Foto: dpa/Patrick Pleul

„Der Klimawandel und die Migrationsproblematik sind die Themen der Zukunft und das Klimaproblem wird die Migrationsbewegung forcieren“, davon ist Irmgard Mminele überzeugt. Sie hat jeden Tag mit Geflüchteten zu tun. Seit 2015 leitet sie den Bereich Flucht, Migration und Integration beim DRK im Eifelkreis. Sie beobachtet, wie sich hier etwas verändert. „Arbeitsmarktintegration und Familiennachzug sind schwieriger geworden.“ Ursache sind neue Gesetze, die rechtliche Hürden aufbauen. In der Konsequenz würden Menschen mürbe gemacht. „Bis 2017 war man hier in der Beratung jemand, der Hoffnung geben konnte“, sagt Mminele. Dann haben sich die Rahmenbedingungen für neu ankommende Flüchtlinge und Geduldete verschlechtert. Seitdem werden beispielsweise den Menschen aus Syrien und Eritrea die Flüchtlingseigenschaften in der Regel nicht mehr zuerkannt. Stattdessen erhalten sie nur noch subsidiären Schutz mit der Konsequenz, dass der Anspruch auf Familiennachzug wegfällt. Mit dem 2020 eingeführten so genannten neuen Migrationspaket durften dann Geduldete ohne Pass nicht mehr arbeiten. Auch das verschärft die Situation. 

Mittlerweile würden die Leute in der Beratungsstelle vor allem ihren Frust los. Für die Mitarbeitenden in den Beratungsstellen heißt es nun oftmals: statt Hoffnung geben, Verzweiflung aushalten. Meistens geht es um nicht erfolgreichen Familiennachzug, Verzögerungen bei den Anträgen auf unbefristete Aufenthaltserlaubnis, Probleme beim Bezug von Hartz IV und in vielen Fällen um den Versuch, eine Erlaubnis zur Ausbildung oder Beschäftigung zu bekommen.

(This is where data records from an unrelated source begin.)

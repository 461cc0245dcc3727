//! Dashboard view.
//!
//! Shows rate statistics, a sparkline of the window, and the recent
//! measurements newest first.

use ratatui::{
    layout::{Constraint, Layout, Rect},
    style::{Modifier, Style},
    text::{Line, Span},
    widgets::{Block, Borders, Cell, Paragraph, Row, Table, TableState},
    Frame,
};

use crate::app::App;

/// Sparkline characters (8 levels of height).
const SPARKLINE_CHARS: [char; 8] = ['▁', '▂', '▃', '▄', '▅', '▆', '▇', '█'];

/// Width of the inline bar in the measurements table.
const BAR_WIDTH: usize = 20;

/// Render the dashboard into `area`.
pub fn render(frame: &mut Frame, app: &App, area: Rect) {
    let chunks = Layout::vertical([
        Constraint::Length(4), // Stats
        Constraint::Length(3), // Sparkline
        Constraint::Min(4),    // Measurements
    ])
    .split(area);

    render_stats(frame, app, chunks[0]);
    render_sparkline(frame, app, chunks[1]);
    render_measurements(frame, app, chunks[2]);
}

fn block<'a>(app: &App, title: String) -> Block<'a> {
    Block::default()
        .title(title)
        .borders(Borders::ALL)
        .border_type(app.theme.border_type)
        .border_style(Style::default().fg(app.theme.border))
}

fn render_stats(frame: &mut Frame, app: &App, area: Rect) {
    let bold = Style::default().add_modifier(Modifier::BOLD);
    let current = app
        .latest
        .map(|u| u.measurement.count.to_string())
        .unwrap_or_else(|| "-".to_string());
    let last_timestamp = app
        .latest
        .map(|u| u.measurement.timestamp.to_string())
        .unwrap_or_else(|| "-".to_string());

    let lines = vec![
        Line::from(vec![
            Span::styled(" Current ", app.theme.muted),
            Span::styled(current, bold),
            Span::styled("   Average ", app.theme.muted),
            Span::styled(format!("{:.2}", app.average_speed()), bold),
            Span::styled(format!(" ({}s)", app.average_interval), app.theme.muted),
            Span::styled("   Peak ", app.theme.muted),
            Span::styled(app.peak_speed().to_string(), bold),
        ]),
        Line::from(vec![
            Span::styled(" Last ", app.theme.muted),
            Span::raw(last_timestamp),
            Span::styled("   Window ", app.theme.muted),
            Span::raw(format!("{}/{}", app.window.len(), app.window.capacity())),
            Span::styled("   Updates ", app.theme.muted),
            Span::raw(app.total_updates.to_string()),
        ]),
    ];

    frame.render_widget(Paragraph::new(lines).block(block(app, " Rate ".to_string())), area);
}

fn render_sparkline(frame: &mut Frame, app: &App, area: Rect) {
    let counts = app.window.counts();

    // Show the most recent values that fit inside the borders
    let visible = area.width.saturating_sub(2) as usize;
    let start = counts.len().saturating_sub(visible);
    let shown = &counts[start..];

    let paragraph = Paragraph::new(render_sparkline_chars(shown))
        .style(app.theme.sparkline)
        .block(block(app, format!(" Lines/sec (last {}) ", shown.len())));

    frame.render_widget(paragraph, area);
}

fn render_measurements(frame: &mut Frame, app: &App, area: Rect) {
    let peak = app.peak_speed().max(1);
    let average = app.average_speed();

    let header = Row::new(vec![
        Cell::from("Timestamp"),
        Cell::from("Lines"),
        Cell::from("vs avg"),
        Cell::from(""),
    ])
    .height(1)
    .style(app.theme.header);

    let rows: Vec<Row> = app
        .window
        .iter()
        .rev()
        .map(|m| {
            let delta = m.count as f64 - average;

            Row::new(vec![
                Cell::from(m.timestamp.to_string()),
                Cell::from(m.count.to_string()),
                Cell::from(format!("{:+.1}", delta)).style(app.theme.rate_style(delta)),
                Cell::from(render_bar(m.count, peak)).style(app.theme.sparkline),
            ])
        })
        .collect();

    let widths = [
        Constraint::Length(20),
        Constraint::Length(8),
        Constraint::Length(9),
        Constraint::Fill(1),
    ];

    let selected = app.selected_index.min(app.window.len().saturating_sub(1));
    let position_info = if app.window.is_empty() {
        String::new()
    } else {
        format!(" [{}/{}]", selected + 1, app.window.len())
    };

    let table = Table::new(rows, widths)
        .header(header)
        .block(block(app, format!(" Measurements{} ", position_info)))
        .row_highlight_style(app.theme.selected)
        .highlight_symbol("▶ ");

    let mut state = TableState::default();
    if !app.window.is_empty() {
        state.select(Some(selected));
    }

    frame.render_stateful_widget(table, area, &mut state);
}

/// One character per value, scaled against the largest value.
fn render_sparkline_chars(values: &[u64]) -> String {
    let max = values.iter().copied().max().unwrap_or(0).max(1);
    values
        .iter()
        .map(|&v| SPARKLINE_CHARS[((v * 7) / max).min(7) as usize])
        .collect()
}

/// Horizontal bar scaled against `peak`.
fn render_bar(count: usize, peak: usize) -> String {
    let filled = (count * BAR_WIDTH).div_ceil(peak.max(1)).min(BAR_WIDTH);
    "█".repeat(filled)
}

#[cfg(test)]
mod tests {
    use super::*;

    #[test]
    fn test_sparkline_chars() {
        assert_eq!(render_sparkline_chars(&[]), "");
        assert_eq!(render_sparkline_chars(&[0, 7, 14]), "▁▄█");
        assert_eq!(render_sparkline_chars(&[0, 0]), "▁▁");
    }

    #[test]
    fn test_render_bar_scales_to_peak() {
        assert_eq!(render_bar(0, 10), "");
        assert_eq!(render_bar(10, 10).chars().count(), BAR_WIDTH);
        assert_eq!(render_bar(5, 10).chars().count(), BAR_WIDTH / 2);
        // Never wider than the column
        assert_eq!(render_bar(50, 10).chars().count(), BAR_WIDTH);
        assert_eq!(render_bar(1, 0).chars().count(), BAR_WIDTH);
    }
}
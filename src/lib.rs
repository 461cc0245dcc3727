//! # tailspeed
//!
//! A live rate monitor for timestamped log files.
//!
//! tailspeed follows a growing log, groups consecutive lines that share a
//! second-resolution timestamp, and reports one lines-per-second
//! measurement each time the timestamp changes. The last 60 measurements
//! are kept for trailing averages, shown either as plain records or in an
//! interactive terminal dashboard.
//!
//! ## Architecture
//!
//! ```text
//! ┌──────────────────────────────────────────────────────────────┐
//! │                          Binary                              │
//! │  ┌─────────┐    ┌──────────┐    ┌─────────┐    ┌──────────┐  │
//! │  │ monitor │───▶│ handoff  │───▶│   app   │───▶│    ui    │  │
//! │  │ (thread)│    │ (bounded)│    │ (state) │    │(ratatui) │  │
//! │  └────┬────┘    └──────────┘    └─────────┘    └──────────┘  │
//! │       │              └─────────▶ output (--plain)            │
//! │       ▼                                                      │
//! │  ┌─────────┐                                                 │
//! │  │ source  │◀── FileSource | StreamSource | ChannelSource    │
//! │  │ (input) │                                                 │
//! │  └─────────┘                                                 │
//! └──────────────────────────────────────────────────────────────┘
//! ```
//!
//! - **[`source`]**: live byte sources ([`LiveSource`] trait) for files,
//!   async streams and channels
//! - **[`monitor`]**: chunked reading, timestamp extraction, grouping, the
//!   sliding window and the driver loop
//! - **[`config`]**: layered settings (defaults, TOML, environment)
//! - **[`output`]**: text, JSON and CSV reporters for `--plain`
//! - **[`app`]** / **[`ui`]**: the dashboard
//!
//! ## Usage
//!
//! ### As a CLI tool
//!
//! ```bash
//! # Dashboard over a growing log
//! tailspeed /var/log/feed.log
//!
//! # One CSV row per second from stdin
//! tail -f feed.log | tailspeed - --plain --format csv
//! ```
//!
//! ### As a library
//!
//! ```no_run
//! use tailspeed::{Monitor, MonitorConfig};
//!
//! let mut monitor = Monitor::follow_file("feed.log", MonitorConfig::default())?;
//! monitor.run_with(|session, m| {
//!     println!("{} {} lines/sec, avg {:.2}", m.timestamp, m.count, session.average_speed(60));
//! })?;
//! # Ok::<(), tailspeed::MonitorError>(())
//! ```
//!
//! ### Stopping from another thread
//!
//! ```
//! use std::thread;
//! use tailspeed::{ChannelSource, Monitor, MonitorConfig};
//!
//! let (_tx, source) = ChannelSource::create("example");
//! let mut monitor = Monitor::new(source, MonitorConfig::default());
//! let handle = monitor.handle();
//!
//! let worker = thread::spawn(move || monitor.run());
//! handle.stop();
//! let summary = worker.join().unwrap().unwrap();
//! assert!(summary.stopped);
//! ```

pub mod app;
pub mod config;
pub mod data;
pub mod error;
pub mod events;
pub mod logging;
pub mod monitor;
pub mod output;
pub mod source;
pub mod ui;

// Re-export main types for convenience
pub use app::App;
pub use config::{Clock, MonitorConfig};
pub use data::{HealthStatus, Thresholds};
pub use error::{MonitorError, ParseError};
pub use monitor::{
    Monitor, MonitorHandle, RunSummary, Session, SpeedMeasurement, SpeedWindow, TimestampFormat,
};
pub use output::{OutputFormat, Reporter};
pub use source::{ChannelSource, FileSource, LiveSource, StreamSource};
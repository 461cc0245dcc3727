//! Line-oriented reporters for non-interactive mode.

use std::io::{self, Write};

use clap::ValueEnum;

use crate::monitor::SpeedUpdate;

/// Output format for `--plain` mode.
#[derive(Debug, Clone, Copy, PartialEq, Eq, Default, ValueEnum)]
pub enum OutputFormat {
    /// `[timestamp] N lines/sec | avg lines/sec (Ns)`
    #[default]
    Text,
    /// One JSON object per line.
    Json,
    /// `timestamp,count,average` with a header row.
    Csv,
}

/// Writes one record per speed update.
#[derive(Debug)]
pub struct Reporter<W> {
    format: OutputFormat,
    writer: W,
    average_interval: u64,
    header_written: bool,
}

impl<W: Write> Reporter<W> {
    pub fn new(format: OutputFormat, writer: W, average_interval: u64) -> Self {
        Self {
            format,
            writer,
            average_interval,
            header_written: false,
        }
    }

    /// Write one update and flush, so piped consumers see it immediately.
    pub fn report(&mut self, update: &SpeedUpdate) -> io::Result<()> {
        let m = &update.measurement;
        match self.format {
            OutputFormat::Text => writeln!(
                self.writer,
                "[{}] {} lines/sec | {:.2} lines/sec ({}s)",
                m.timestamp, m.count, update.average, self.average_interval
            )?,
            OutputFormat::Json => {
                serde_json::to_writer(&mut self.writer, update)?;
                writeln!(self.writer)?;
            }
            OutputFormat::Csv => {
                if !self.header_written {
                    writeln!(self.writer, "timestamp,count,average")?;
                    self.header_written = true;
                }
                writeln!(self.writer, "{},{},{:.4}", m.timestamp, m.count, update.average)?;
            }
        }
        self.writer.flush()
    }

    pub fn into_inner(self) -> W {
        self.writer
    }
}

#[cfg(test)]
mod tests {
    use super::*;
    use crate::monitor::SpeedMeasurement;

    fn update(second: u32, count: usize, average: f64) -> SpeedUpdate {
        SpeedUpdate {
            measurement: SpeedMeasurement {
                timestamp: chrono::NaiveDate::from_ymd_opt(2024, 3, 1)
                    .unwrap()
                    .and_hms_opt(12, 0, second)
                    .unwrap(),
                count,
            },
            average,
        }
    }

    fn render(format: OutputFormat, updates: &[SpeedUpdate]) -> String {
        let mut reporter = Reporter::new(format, Vec::new(), 60);
        for u in updates {
            reporter.report(u).unwrap();
        }
        String::from_utf8(reporter.into_inner()).unwrap()
    }

    #[test]
    fn test_text_format() {
        let out = render(OutputFormat::Text, &[update(1, 12, 10.5)]);
        assert_eq!(out, "[2024-03-01 12:00:01] 12 lines/sec | 10.50 lines/sec (60s)\n");
    }

    #[test]
    fn test_csv_writes_header_once() {
        let out = render(OutputFormat::Csv, &[update(1, 3, 3.0), update(2, 5, 4.0)]);
        assert_eq!(
            out,
            "timestamp,count,average\n\
             2024-03-01 12:00:01,3,3.0000\n\
             2024-03-01 12:00:02,5,4.0000\n"
        );
    }

    #[test]
    fn test_json_lines() {
        let out = render(OutputFormat::Json, &[update(1, 3, 3.0), update(2, 5, 4.0)]);
        let lines: Vec<serde_json::Value> =
            out.lines().map(|l| serde_json::from_str(l).unwrap()).collect();
        assert_eq!(lines.len(), 2);
        assert_eq!(lines[1]["count"], 5);
        assert_eq!(lines[1]["average"], 4.0);
    }
}
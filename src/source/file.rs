//! File-based live source.
//!
//! Follows a growing log file the way `tail -n 0 -f` does.

use std::fs::File;
use std::io::{self, Read, Seek, SeekFrom};
use std::path::{Path, PathBuf};

use tracing::{debug, warn};

use super::LiveSource;

/// A source that follows appended bytes of a file on disk.
///
/// The source tracks its read position and compares it against the file
/// length on every read, so a file truncated in place is picked up again
/// from the start instead of being silently ignored.
#[derive(Debug)]
pub struct FileSource {
    path: PathBuf,
    description: String,
    file: Option<File>,
    position: u64,
}

impl FileSource {
    /// Open `path` positioned at its current end. Only bytes appended
    /// afterwards are observed.
    pub fn open<P: AsRef<Path>>(path: P) -> io::Result<Self> {
        let mut source = Self::open_from_start(path)?;
        if let Some(file) = source.file.as_mut() {
            source.position = file.seek(SeekFrom::End(0))?;
        }
        debug!(path = %source.path.display(), position = source.position, "Following file");
        Ok(source)
    }

    /// Open `path` positioned at its beginning, so existing content is
    /// read before appended content.
    pub fn open_from_start<P: AsRef<Path>>(path: P) -> io::Result<Self> {
        let path = path.as_ref().to_path_buf();
        let file = File::open(&path)?;
        let description = format!("file: {}", path.display());
        Ok(Self {
            path,
            description,
            file: Some(file),
            position: 0,
        })
    }

    /// Returns the path being followed.
    pub fn path(&self) -> &Path {
        &self.path
    }

    /// Byte offset of the next read.
    pub fn position(&self) -> u64 {
        self.position
    }
}

impl LiveSource for FileSource {
    fn read_bytes(&mut self, buf: &mut [u8]) -> io::Result<usize> {
        let Some(file) = self.file.as_mut() else {
            return Ok(0);
        };

        let len = file.metadata()?.len();
        if len < self.position {
            warn!(
                path = %self.path.display(),
                previous = self.position,
                current = len,
                "File truncated, following from start"
            );
            self.position = file.seek(SeekFrom::Start(0))?;
        }

        let n = file.read(buf)?;
        self.position += n as u64;
        Ok(n)
    }

    fn is_alive(&self) -> bool {
        self.file.is_some()
    }

    fn terminate(&mut self) {
        if self.file.take().is_some() {
            debug!(path = %self.path.display(), "File source terminated");
        }
    }

    fn description(&self) -> &str {
        &self.description
    }
}

#[cfg(test)]
mod tests {
    use super::*;
    use std::io::Write;
    use tempfile::NamedTempFile;

    fn read_all(source: &mut FileSource) -> Vec<u8> {
        let mut out = Vec::new();
        let mut buf = [0u8; 8];
        loop {
            let n = source.read_bytes(&mut buf).unwrap();
            if n == 0 {
                return out;
            }
            out.extend_from_slice(&buf[..n]);
        }
    }

    #[test]
    fn test_file_source_new() {
        let file = NamedTempFile::new().unwrap();
        let source = FileSource::open(file.path()).unwrap();
        assert_eq!(source.path(), file.path());
        assert_eq!(source.description(), format!("file: {}", file.path().display()));
        assert!(source.is_alive());
    }

    #[test]
    fn test_file_source_skips_existing_content() {
        let mut file = NamedTempFile::new().unwrap();
        writeln!(file, "old line").unwrap();
        file.flush().unwrap();

        let mut source = FileSource::open(file.path()).unwrap();
        assert_eq!(source.position(), 9);
        assert!(read_all(&mut source).is_empty());

        writeln!(file, "new line").unwrap();
        file.flush().unwrap();
        assert_eq!(read_all(&mut source), b"new line\n");
    }

    #[test]
    fn test_file_source_from_start_reads_existing_content() {
        let mut file = NamedTempFile::new().unwrap();
        writeln!(file, "old line").unwrap();
        file.flush().unwrap();

        let mut source = FileSource::open_from_start(file.path()).unwrap();
        assert_eq!(read_all(&mut source), b"old line\n");
    }

    #[test]
    fn test_file_source_follows_truncation() {
        let mut file = NamedTempFile::new().unwrap();
        writeln!(file, "a fairly long first line").unwrap();
        file.flush().unwrap();

        let mut source = FileSource::open(file.path()).unwrap();

        file.as_file().set_len(0).unwrap();
        file.rewind().unwrap();
        writeln!(file, "short").unwrap();
        file.flush().unwrap();

        assert_eq!(read_all(&mut source), b"short\n");
    }

    #[test]
    fn test_file_source_terminate() {
        let mut file = NamedTempFile::new().unwrap();
        let mut source = FileSource::open(file.path()).unwrap();
        source.terminate();
        assert!(!source.is_alive());

        writeln!(file, "ignored").unwrap();
        file.flush().unwrap();
        assert!(read_all(&mut source).is_empty());

        // Idempotent
        source.terminate();
        assert!(!source.is_alive());
    }

    #[test]
    fn test_file_source_missing_file() {
        let err = FileSource::open("/nonexistent/path/app.log").unwrap_err();
        assert_eq!(err.kind(), io::ErrorKind::NotFound);
    }
}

„Wir brauchen die Arbeitskräfte“

 Was gerade beim Thema Arbeitserlaubnis zu wenig gesehen werde, sei, „dass wir diese Menschen als Arbeitskräfte brauchen“. Oft riefen Arbeitgeber aus dem Kreisgebiet bei ihr an, damit sie dabei hilft, dass Auszubildende oder Beschäftigte zur Arbeit zugelassen werden oder weiterarbeiten dürfen. Ihrer Ansicht nach sollten nicht nur Anerkannte, sondern auch Geduldete arbeiten dürfen. „Die Leute wollen nicht von der Sozialhilfe leben.“

Die Kreisverwaltung muss das geltende Recht umsetzen. Aber sie hat auch einen gewissen Ermessensspielraum. Worüber Mminele den Kopf schüttelt: „Damit jemand unbefristet bleiben darf, wird im Eifelkreis mittlerweile ein unbefristeter Arbeitsvertrag verlangt. Gleichzeitig stellen Arbeitgeber keinen unbefristeten Arbeitsvertrag aus, so lange die Arbeitnehmer nur eine befristete Aufenthaltserlaubnis haben. Da beißt sich die Katze in den Schwanz. Das ist für die Betroffenen Arbeitgeber wie Arbeitnehmer wirklich schwer nachvollziehbar!“ Für diejenigen, die sich bemühten, sei das zermürbend.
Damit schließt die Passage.